Recientemente hemos vivido un ejemplo de nacional-catolicismo, es decir, una manera falsamente mundana de interpretar el cristianismo del que se pueden aprender varias cosas, por ejemplo, que un hombre equivocado puede llegar a ser coherente, y que el nacionalismo siempre nos sorprende por su perversidad. En efecto, el tabú del incesto con la tierra, el nacionalismo, es uno de los peores males que soporta España. Ese prejuicio nacionalista no sólo está poniendo en peligro las bases de la civilización y la convivencia entre los españoles, sino que amenaza con destruir las bases del propio cristianismo.
El nacionalismo vasco y el catalán han infectado con tanta virulencia los fundamentos de órdenes religiosas tan respetables como la de los franciscanos y los benedictinos, por no hablar de jesuitas y dominicos, que diríamos que no vemos salida a este problema. Un ejemplo paradigmático del mal nacionalista en el seno de la Iglesia Católica es el dado por José Arregui, franciscano vasco, contra su obispo José Ignacio Munilla, que ha terminado sin embargo con final feliz y, en cierto sentido, coherente. Feliz, porque Arregui ha abandonado la orden franciscana al no tener alojamiento en ella su nacional-catolicismo; y coherente, porque al fin este hombre se ha enterado de que San Francisco de Asís era la antitesis de la soberbia.
José Arregui, que no ha parado de criticar, despreciar e insultar a su obispo desde el mismo día de su nombramiento como obispo de San Sebastián, ha decidido abandonar la orden, porque no hay espacio para la insumisión. En esto, al menos, tiene razón el exclaustrado; no creo que nadie en su sano juicio, y al margen de sus creencias, pudiera imaginarse al bueno de San Francisco de Asís insultando a su obispo. La regla fundamental de esta orden no es otra que la obediencia y sumisión al Papa. Al socaire de esta regla parece, pues, incomprensible que este franciscano haya tardado tanto tiempo en percatarse de lo que debería haber sido la base de su vida religiosa. Este hombre ha estado toda su vida engañándose y, por supuesto, engañando a sus hermanos, porque su nacionalismo estaba por encima de la difusión del Evangelio.

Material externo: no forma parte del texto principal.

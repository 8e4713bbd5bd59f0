//! Authenticated encryption using XChaCha20-Poly1305.
//!
//! XChaCha20-Poly1305 provides both confidentiality and authenticity,
//! with a 24-byte nonce that is safe for random generation.

use chacha20poly1305::{
    aead::{generic_array::GenericArray, Aead, AeadCore, KeyInit, OsRng, Payload},
    XChaCha20Poly1305,
};

use crate::blob::{EncryptedBlob, BLOB_VERSION};
use crate::keys::CollectionKey;
use salecache_common::{Error, Result};

/// Nonce size for XChaCha20-Poly1305 (24 bytes).
pub const NONCE_SIZE: usize = 24;

/// Authentication tag size (16 bytes).
pub const TAG_SIZE: usize = 16;

/// Encrypt `plaintext` into a fresh [`EncryptedBlob`].
///
/// # Postconditions
/// - The nonce is randomly generated for every call
/// - `aad` is authenticated but not stored; the same value must be passed
///   to [`open`]
///
/// # Errors
/// - Returns error if encryption fails
pub fn seal(key: &CollectionKey, plaintext: &[u8], aad: &[u8]) -> Result<EncryptedBlob> {
    let cipher = XChaCha20Poly1305::new(GenericArray::from_slice(key.as_bytes()));
    let nonce = XChaCha20Poly1305::generate_nonce(&mut OsRng);

    let mut sealed = cipher
        .encrypt(&nonce, Payload { msg: plaintext, aad })
        .map_err(|e| Error::Crypto(format!("Encryption failed: {}", e)))?;

    // The cipher appends the tag to the ciphertext
    let auth_tag = sealed.split_off(sealed.len() - TAG_SIZE);

    Ok(EncryptedBlob {
        version: BLOB_VERSION,
        iv: nonce.to_vec(),
        ciphertext: sealed,
        auth_tag,
    })
}

/// Decrypt and verify an [`EncryptedBlob`].
///
/// # Errors
/// - Returns error if the nonce or tag have the wrong length
/// - Returns error if authentication fails (wrong key, wrong `aad`, or
///   tampered data); nothing is returned in that case
pub fn open(key: &CollectionKey, blob: &EncryptedBlob, aad: &[u8]) -> Result<Vec<u8>> {
    if blob.iv.len() != NONCE_SIZE {
        return Err(Error::Crypto(format!(
            "Invalid nonce length: expected {}, got {}",
            NONCE_SIZE,
            blob.iv.len()
        )));
    }

    if blob.auth_tag.len() != TAG_SIZE {
        return Err(Error::Crypto(format!(
            "Invalid tag length: expected {}, got {}",
            TAG_SIZE,
            blob.auth_tag.len()
        )));
    }

    let mut sealed = Vec::with_capacity(blob.ciphertext.len() + TAG_SIZE);
    sealed.extend_from_slice(&blob.ciphertext);
    sealed.extend_from_slice(&blob.auth_tag);

    let cipher = XChaCha20Poly1305::new(GenericArray::from_slice(key.as_bytes()));
    let nonce = GenericArray::from_slice(&blob.iv);

    cipher
        .decrypt(nonce, Payload { msg: &sealed, aad })
        .map_err(|e| Error::Crypto(format!("Decryption failed: {}", e)))
}
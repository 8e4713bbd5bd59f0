//! Sync scheduling - periodic and on-request.
//!
//! Each trigger fans out into one task per collection, so a slow or failing
//! collection never holds up the others. Overlapping triggers are harmless:
//! a collection already syncing coalesces the extra request.

use async_trait::async_trait;
use std::sync::Arc;
use std::time::Duration;
use tokio::sync::{mpsc, watch};
use tokio::task::JoinHandle;
use tokio::time::{interval, Interval, MissedTickBehavior};
use tracing::{debug, error, info};

use crate::orchestrator::{SyncMode, SyncReport};
use salecache_common::{CollectionName, Error, Result};

/// Something the scheduler can sync.
#[async_trait]
pub trait SyncTarget: Send + Sync {
    /// Collection this target keeps in sync.
    fn collection(&self) -> CollectionName;

    /// Run (or join) a sync.
    async fn sync(&self, mode: SyncMode) -> Result<SyncReport>;
}

/// Sync request types.
#[derive(Debug, Clone, Copy, PartialEq, Eq)]
pub enum SyncRequest {
    /// Sync every collection.
    All(SyncMode),
    /// Sync one collection.
    Collection(CollectionName, SyncMode),
}

/// Front end of a running scheduler.
#[derive(Clone)]
pub struct SyncScheduler {
    request_tx: mpsc::Sender<SyncRequest>,
    shutdown_tx: Arc<watch::Sender<bool>>,
}

impl SyncScheduler {
    /// Create a scheduler over `targets`.
    ///
    /// With `period = None` syncs only happen on [`trigger`](Self::trigger).
    /// Otherwise every collection is synced incrementally at start and then
    /// once per period.
    pub fn new(
        targets: Vec<Arc<dyn SyncTarget>>,
        period: Option<Duration>,
    ) -> (Self, SyncSchedulerHandle) {
        let (request_tx, request_rx) = mpsc::channel(32);
        let (shutdown_tx, shutdown_rx) = watch::channel(false);

        let scheduler = Self {
            request_tx,
            shutdown_tx: Arc::new(shutdown_tx),
        };
        let handle = SyncSchedulerHandle {
            targets,
            period,
            request_rx,
            shutdown_rx,
        };
        (scheduler, handle)
    }

    /// Create a scheduler and spawn its loop.
    pub fn spawn(
        targets: Vec<Arc<dyn SyncTarget>>,
        period: Option<Duration>,
    ) -> (Self, JoinHandle<()>) {
        let (scheduler, handle) = Self::new(targets, period);
        (scheduler, tokio::spawn(handle.run()))
    }

    /// Ask for a sync outside the periodic schedule.
    ///
    /// Returns once the request is queued, not when the sync finishes.
    pub async fn trigger(&self, request: SyncRequest) -> Result<()> {
        self.request_tx.send(request).await.map_err(|_| Error::SyncFailed {
            collection: "scheduler".to_string(),
            message: "Scheduler not running".to_string(),
        })
    }

    /// Stop the loop. Syncs already started run to completion.
    pub fn shutdown(&self) {
        self.shutdown_tx.send_replace(true);
    }
}

/// Background half of the scheduler.
pub struct SyncSchedulerHandle {
    targets: Vec<Arc<dyn SyncTarget>>,
    period: Option<Duration>,
    request_rx: mpsc::Receiver<SyncRequest>,
    shutdown_rx: watch::Receiver<bool>,
}

impl SyncSchedulerHandle {
    /// Run the scheduler loop until shutdown.
    pub async fn run(self) {
        let Self {
            targets,
            period,
            mut request_rx,
            mut shutdown_rx,
        } = self;

        let mut ticker = period.map(|period| {
            let mut ticker = interval(period);
            ticker.set_missed_tick_behavior(MissedTickBehavior::Delay);
            ticker
        });

        info!("Sync scheduler started (period {:?})", period);

        loop {
            if *shutdown_rx.borrow() {
                break;
            }

            tokio::select! {
                changed = shutdown_rx.changed() => {
                    if changed.is_err() {
                        break;
                    }
                }

                request = request_rx.recv() => {
                    match request {
                        Some(SyncRequest::All(mode)) => dispatch(&targets, None, mode),
                        Some(SyncRequest::Collection(c, mode)) => dispatch(&targets, Some(c), mode),
                        None => break,
                    }
                }

                _ = tick(&mut ticker) => {
                    debug!("Periodic sync tick");
                    dispatch(&targets, None, SyncMode::Incremental);
                }
            }
        }

        info!("Sync scheduler stopped");
    }
}

async fn tick(ticker: &mut Option<Interval>) {
    match ticker {
        Some(ticker) => {
            ticker.tick().await;
        }
        None => std::future::pending::<()>().await,
    }
}

fn dispatch(targets: &[Arc<dyn SyncTarget>], only: Option<CollectionName>, mode: SyncMode) {
    for target in targets {
        let collection = target.collection();
        if only.is_some_and(|c| c != collection) {
            continue;
        }

        let target = target.clone();
        tokio::spawn(async move {
            match target.sync(mode).await {
                Ok(report) if report.coalesced => {
                    debug!("Scheduled sync of {} joined a running one", collection);
                }
                Ok(report) => {
                    debug!(
                        "Scheduled sync of {} done: {} upserts, {} deletes",
                        collection, report.upserts, report.deletes
                    );
                }
                Err(e) => error!("Scheduled sync of {} failed: {}", collection, e),
            }
        });
    }
}

#[cfg(test)]
mod tests {
    use super::*;
    use std::sync::atomic::{AtomicU32, Ordering};

    struct CountingTarget {
        collection: CollectionName,
        calls: AtomicU32,
        delay: Duration,
        fail: bool,
    }

    impl CountingTarget {
        fn new(collection: CollectionName) -> Arc<Self> {
            Self::with(collection, Duration::ZERO, false)
        }

        fn with(collection: CollectionName, delay: Duration, fail: bool) -> Arc<Self> {
            Arc::new(Self {
                collection,
                calls: AtomicU32::new(0),
                delay,
                fail,
            })
        }

        fn calls(&self) -> u32 {
            self.calls.load(Ordering::SeqCst)
        }
    }

    #[async_trait]
    impl SyncTarget for CountingTarget {
        fn collection(&self) -> CollectionName {
            self.collection
        }

        async fn sync(&self, mode: SyncMode) -> Result<SyncReport> {
            self.calls.fetch_add(1, Ordering::SeqCst);
            tokio::time::sleep(self.delay).await;
            if self.fail {
                return Err(Error::FeedUnavailable("down".to_string()));
            }
            Ok(SyncReport {
                collection: self.collection,
                mode,
                pages: 1,
                upserts: 0,
                deletes: 0,
                dropped: 0,
                server_time: None,
                coalesced: false,
            })
        }
    }

    async fn settle() {
        tokio::time::sleep(Duration::from_millis(50)).await;
    }

    #[tokio::test]
    async fn test_trigger_single_collection() {
        let sales = CountingTarget::new(CollectionName::Sales);
        let buyers = CountingTarget::new(CollectionName::Buyers);
        let (scheduler, task) = SyncScheduler::spawn(vec![sales.clone(), buyers.clone()], None);

        scheduler
            .trigger(SyncRequest::Collection(CollectionName::Sales, SyncMode::Full))
            .await
            .unwrap();
        settle().await;

        assert_eq!(sales.calls(), 1);
        assert_eq!(buyers.calls(), 0);

        scheduler.shutdown();
        task.await.unwrap();
    }

    #[tokio::test]
    async fn test_periodic_ticks() {
        let sales = CountingTarget::new(CollectionName::Sales);
        let (scheduler, task) =
            SyncScheduler::spawn(vec![sales.clone()], Some(Duration::from_millis(20)));

        tokio::time::sleep(Duration::from_millis(110)).await;
        scheduler.shutdown();
        task.await.unwrap();

        // First tick is immediate
        assert!(sales.calls() >= 3);
    }

    #[tokio::test]
    async fn test_slow_or_failing_collection_does_not_block_others() {
        let slow = CountingTarget::with(CollectionName::Sales, Duration::from_secs(10), false);
        let failing = CountingTarget::with(CollectionName::Buyers, Duration::ZERO, true);
        let fine = CountingTarget::new(CollectionName::Producers);
        let (scheduler, task) =
            SyncScheduler::spawn(vec![slow.clone(), failing.clone(), fine.clone()], None);

        for _ in 0..2 {
            scheduler
                .trigger(SyncRequest::All(SyncMode::Incremental))
                .await
                .unwrap();
        }
        settle().await;

        assert_eq!(fine.calls(), 2);
        assert_eq!(failing.calls(), 2);

        scheduler.shutdown();
        task.await.unwrap();
    }

    #[tokio::test]
    async fn test_trigger_after_shutdown_fails() {
        let (scheduler, task) = SyncScheduler::spawn(vec![], None);
        scheduler.shutdown();
        task.await.unwrap();

        assert!(scheduler
            .trigger(SyncRequest::All(SyncMode::Full))
            .await
            .is_err());
    }
}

Resulta tan incomprensible como sospechoso que un franciscano no quiera saber la base del comportamiento del fundador de la orden. El nacionalismo vasco es de tal perversidad que ya no se detiene ni siquiera ante uno de los santos más queridos de la cristiandad. Es de los pocos que recibió los estigmas de Cristo. Fue el primero. San Francisco regeneró el cristianismo porque sólo quiso la regeneración del cristianismo dentro de la Iglesia Católica, pero Arregui y sus secuaces nacional-católicos no quieren otra regeneración que la dictada por el tabú del incesto con la tierra, el nacionalismo vasco. Arregui es un revolucionario, una oveja descarriada, mientras que San Francisco fue un regeneracionista, un buen pastor.